> _Directions_
If a line holds the word "FileArtifact", copy it from the entries.

Items listed in a dataset:

use std::collections::HashSet;
use std::path::{Path, PathBuf};

use serde::Serialize;

use crate::domain::{entities::common::RelativePath, error::DomainError};

/// Everything one generation run will put on storage, fully rendered.
///
/// This is the output of the planning phase. It contains no business
/// logic, only data; the materializer turns it into a file tree.
#[derive(Debug, Clone, PartialEq, Eq)]
pub struct ArtifactPlan {
    root: PathBuf,
    directories: Vec<RelativePath>,
    files: Vec<FileArtifact>,
}

impl ArtifactPlan {
    pub fn new(root: impl Into<PathBuf>) -> Self {
        Self {
            root: root.into(),
            directories: Vec::new(),
            files: Vec::new(),
        }
    }

    pub fn add_directory(&mut self, path: RelativePath) {
        self.directories.push(path);
    }

    pub fn add_file(&mut self, path: RelativePath, content: String) {
        self.files.push(FileArtifact { path, content });
    }

    pub fn with_directory(mut self, path: RelativePath) -> Self {
        self.add_directory(path);
        self
    }

    pub fn with_file(mut self, path: RelativePath, content: String) -> Self {
        self.add_file(path, content);
        self
    }

    /// Append another plan's entries after this plan's own.
    ///
    /// The other plan's root is ignored; its paths are taken relative to
    /// this plan's root.
    pub fn extend(&mut self, other: ArtifactPlan) {
        self.directories.extend(other.directories);
        self.files.extend(other.files);
    }

    /// Check the plan can be materialized as-is.
    pub fn validate(&self) -> Result<(), DomainError> {
        if self.directories.is_empty() && self.files.is_empty() {
            return Err(DomainError::EmptyPlan);
        }

        let mut seen = HashSet::new();
        let paths = self
            .directories
            .iter()
            .chain(self.files.iter().map(|f| &f.path));

        for path in paths {
            if path.as_path().is_absolute() {
                return Err(DomainError::AbsolutePathNotAllowed {
                    path: path.to_string(),
                });
            }
            if !seen.insert(path.as_path()) {
                return Err(DomainError::DuplicatePath {
                    path: path.to_string(),
                });
            }
        }

        Ok(())
    }

    pub fn root(&self) -> &Path {
        &self.root
    }

    pub fn directories(&self) -> &[RelativePath] {
        &self.directories
    }

    pub fn files(&self) -> &[FileArtifact] {
        &self.files
    }

    pub fn file(&self, path: impl AsRef<Path>) -> Option<&FileArtifact> {
        let path = path.as_ref();
        self.files.iter().find(|f| f.path.as_path() == path)
    }

    pub fn entry_count(&self) -> usize {
        self.directories.len() + self.files.len()
    }

    /// Summary of the plan, as shown to the user.
    pub fn report(&self, dry_run: bool) -> GenerationReport {
        GenerationReport {
            root: self.root.clone(),
            directories: self.directories.iter().map(|d| d.to_string()).collect(),
            files: self.files.iter().map(|f| f.path.to_string()).collect(),
            dry_run,
        }
    }
}

/// One rendered file.
#[derive(Debug, Clone, PartialEq, Eq)]
pub struct FileArtifact {
    pub path: RelativePath,
    pub content: String,
}

impl FileArtifact {
    /// Directory part of the path, empty for root-level files.
    pub fn relative_dir(&self) -> Option<RelativePath> {
        self.path.parent()
    }

    pub fn file_name(&self) -> &str {
        self.path.file_name()
    }

    pub fn size(&self) -> usize {
        self.content.len()
    }
}

/// What a generation run wrote, or would write under `--dry-run`.
#[derive(Debug, Clone, PartialEq, Eq, Serialize)]
pub struct GenerationReport {
    pub root: PathBuf,
    pub directories: Vec<String>,
    pub files: Vec<String>,
    pub dry_run: bool,
}

#[cfg(test)]
mod tests {
    use super::*;

    #[test]
    fn empty_plan_is_invalid() {
        assert_eq!(ArtifactPlan::new(".").validate(), Err(DomainError::EmptyPlan));
    }

    #[test]
    fn duplicate_file_is_invalid() {
        let plan = ArtifactPlan::new(".")
            .with_file("go.mod".into(), String::new())
            .with_file("go.mod".into(), String::new());

        assert_eq!(
            plan.validate(),
            Err(DomainError::DuplicatePath {
                path: "go.mod".into()
            })
        );
    }

    #[test]
    fn file_shadowing_directory_is_invalid() {
        let plan = ArtifactPlan::new(".")
            .with_directory("cmd".into())
            .with_file("cmd".into(), String::new());

        assert!(plan.validate().is_err());
    }

    #[test]
    fn extend_keeps_order() {
        let mut plan = ArtifactPlan::new("shop").with_file("go.mod".into(), String::new());
        plan.extend(ArtifactPlan::new("ignored").with_file("README.md".into(), String::new()));

        let names: Vec<_> = plan.files().iter().map(|f| f.file_name()).collect();
        assert_eq!(names, ["go.mod", "README.md"]);
        assert_eq!(plan.root(), Path::new("shop"));
    }

    #[test]
    fn report_lists_paths_in_plan_order() {
        let plan = ArtifactPlan::new("shop")
            .with_directory("cmd".into())
            .with_file("cmd/main.go".into(), "package main".into());

        let report = plan.report(true);
        assert_eq!(report.directories, ["cmd"]);
        assert_eq!(report.files, ["cmd/main.go"]);
        assert!(report.dry_run);
    }

    #[test]
    fn file_artifact_splits_dir_and_name() {
        let plan =
            ArtifactPlan::new(".").with_file("internal/entity/order.go".into(), String::new());
        let file = &plan.files()[0];

        assert_eq!(file.file_name(), "order.go");
        assert_eq!(
            file.relative_dir().map(|d| d.to_string()).as_deref(),
            Some("internal/entity")
        );
    }
}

> _Solution to the exercise_
    files: Vec<FileArtifact>,
        self.files.push(FileArtifact { path, content });
    pub fn files(&self) -> &[FileArtifact] {
    pub fn file(&self, path: impl AsRef<Path>) -> Option<&FileArtifact> {
pub struct FileArtifact {
impl FileArtifact {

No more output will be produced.